Items from a dataset:
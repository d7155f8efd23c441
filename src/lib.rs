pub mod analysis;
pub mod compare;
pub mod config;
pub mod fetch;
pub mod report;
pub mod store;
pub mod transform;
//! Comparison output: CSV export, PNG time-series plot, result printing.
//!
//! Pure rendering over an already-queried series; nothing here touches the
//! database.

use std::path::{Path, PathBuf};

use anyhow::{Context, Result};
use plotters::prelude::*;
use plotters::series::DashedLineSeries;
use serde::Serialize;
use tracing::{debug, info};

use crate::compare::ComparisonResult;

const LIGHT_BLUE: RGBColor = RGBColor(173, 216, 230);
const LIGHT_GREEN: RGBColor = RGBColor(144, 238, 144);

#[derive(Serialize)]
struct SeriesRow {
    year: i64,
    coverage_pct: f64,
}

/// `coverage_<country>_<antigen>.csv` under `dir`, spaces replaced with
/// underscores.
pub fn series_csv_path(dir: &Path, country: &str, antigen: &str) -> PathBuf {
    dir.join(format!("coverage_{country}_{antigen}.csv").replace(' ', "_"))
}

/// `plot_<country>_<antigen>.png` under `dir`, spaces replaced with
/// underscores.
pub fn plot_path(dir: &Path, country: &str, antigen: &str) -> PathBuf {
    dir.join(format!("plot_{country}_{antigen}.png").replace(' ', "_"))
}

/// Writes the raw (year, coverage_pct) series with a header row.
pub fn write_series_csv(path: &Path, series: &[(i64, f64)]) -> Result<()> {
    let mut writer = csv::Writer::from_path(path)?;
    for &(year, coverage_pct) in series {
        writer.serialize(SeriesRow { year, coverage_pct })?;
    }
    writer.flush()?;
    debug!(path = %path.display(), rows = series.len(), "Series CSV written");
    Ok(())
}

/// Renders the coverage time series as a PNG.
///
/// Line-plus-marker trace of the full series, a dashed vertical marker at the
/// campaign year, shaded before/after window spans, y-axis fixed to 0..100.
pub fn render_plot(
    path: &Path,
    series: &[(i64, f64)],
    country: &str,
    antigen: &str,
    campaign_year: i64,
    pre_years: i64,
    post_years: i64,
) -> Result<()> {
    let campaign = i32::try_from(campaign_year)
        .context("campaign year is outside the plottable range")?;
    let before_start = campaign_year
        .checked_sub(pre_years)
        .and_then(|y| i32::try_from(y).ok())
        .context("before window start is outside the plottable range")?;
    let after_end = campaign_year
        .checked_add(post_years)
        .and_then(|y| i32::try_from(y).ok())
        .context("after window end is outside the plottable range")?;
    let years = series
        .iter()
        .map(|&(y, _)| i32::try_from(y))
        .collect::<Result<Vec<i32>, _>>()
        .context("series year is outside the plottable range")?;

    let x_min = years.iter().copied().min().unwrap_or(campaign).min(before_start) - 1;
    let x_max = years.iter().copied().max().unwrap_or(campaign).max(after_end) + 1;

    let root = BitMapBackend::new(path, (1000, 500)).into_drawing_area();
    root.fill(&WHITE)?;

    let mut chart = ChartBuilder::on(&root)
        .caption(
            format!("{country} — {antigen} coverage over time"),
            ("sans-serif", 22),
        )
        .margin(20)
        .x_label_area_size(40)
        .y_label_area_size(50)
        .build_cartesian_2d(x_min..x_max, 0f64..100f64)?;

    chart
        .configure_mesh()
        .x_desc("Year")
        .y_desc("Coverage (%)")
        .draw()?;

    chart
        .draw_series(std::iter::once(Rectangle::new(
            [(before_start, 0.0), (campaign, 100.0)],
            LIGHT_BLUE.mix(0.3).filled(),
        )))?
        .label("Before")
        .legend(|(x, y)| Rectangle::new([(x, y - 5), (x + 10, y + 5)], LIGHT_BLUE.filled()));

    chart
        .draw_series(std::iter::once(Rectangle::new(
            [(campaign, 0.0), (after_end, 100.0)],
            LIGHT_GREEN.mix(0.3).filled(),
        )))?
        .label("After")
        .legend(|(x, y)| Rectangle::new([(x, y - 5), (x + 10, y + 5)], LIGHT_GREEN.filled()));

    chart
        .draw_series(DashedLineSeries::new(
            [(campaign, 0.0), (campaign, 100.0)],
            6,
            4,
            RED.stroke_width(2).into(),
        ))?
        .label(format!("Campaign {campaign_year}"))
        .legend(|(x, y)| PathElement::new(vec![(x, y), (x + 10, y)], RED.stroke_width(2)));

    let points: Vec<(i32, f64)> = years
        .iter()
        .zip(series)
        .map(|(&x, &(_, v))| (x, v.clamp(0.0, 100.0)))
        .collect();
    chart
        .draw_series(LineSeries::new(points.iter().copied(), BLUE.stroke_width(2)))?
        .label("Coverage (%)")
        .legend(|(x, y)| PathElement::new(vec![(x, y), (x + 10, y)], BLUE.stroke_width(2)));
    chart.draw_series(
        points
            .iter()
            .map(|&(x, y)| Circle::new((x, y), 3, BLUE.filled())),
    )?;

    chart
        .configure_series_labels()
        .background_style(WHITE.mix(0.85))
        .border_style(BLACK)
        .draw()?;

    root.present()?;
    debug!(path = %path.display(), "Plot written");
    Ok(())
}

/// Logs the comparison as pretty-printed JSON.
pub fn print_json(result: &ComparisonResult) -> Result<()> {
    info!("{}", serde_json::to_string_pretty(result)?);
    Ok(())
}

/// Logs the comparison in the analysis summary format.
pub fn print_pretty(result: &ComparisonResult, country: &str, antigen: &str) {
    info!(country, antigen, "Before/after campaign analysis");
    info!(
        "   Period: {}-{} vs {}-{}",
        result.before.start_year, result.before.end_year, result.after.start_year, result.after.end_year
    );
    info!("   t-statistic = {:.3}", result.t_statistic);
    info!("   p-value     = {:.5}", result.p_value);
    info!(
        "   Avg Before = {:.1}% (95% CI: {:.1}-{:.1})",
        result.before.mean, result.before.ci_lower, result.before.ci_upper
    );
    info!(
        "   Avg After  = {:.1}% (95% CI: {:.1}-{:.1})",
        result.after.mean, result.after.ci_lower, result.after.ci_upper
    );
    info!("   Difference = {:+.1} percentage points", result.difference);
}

Exercise aim: Your answer should hold the line with "as pretty-printed JSON." and each line after it to the end of the data, retyped exactly. Include no other lines.

Task result:
/// Logs the comparison as pretty-printed JSON.
pub fn print_json(result: &ComparisonResult) -> Result<()> {
    info!("{}", serde_json::to_string_pretty(result)?);
    Ok(())
}

/// Logs the comparison in the analysis summary format.
pub fn print_pretty(result: &ComparisonResult, country: &str, antigen: &str) {
    info!(country, antigen, "Before/after campaign analysis");
    info!(
        "   Period: {}-{} vs {}-{}",
        result.before.start_year, result.before.end_year, result.after.start_year, result.after.end_year
    );
    info!("   t-statistic = {:.3}", result.t_statistic);
    info!("   p-value     = {:.5}", result.p_value);
    info!(
        "   Avg Before = {:.1}% (95% CI: {:.1}-{:.1})",
        result.before.mean, result.before.ci_lower, result.before.ci_upper
    );
    info!(
        "   Avg After  = {:.1}% (95% CI: {:.1}-{:.1})",
        result.after.mean, result.after.ci_lower, result.after.ci_upper
    );
    info!("   Difference = {:+.1} percentage points", result.difference);
}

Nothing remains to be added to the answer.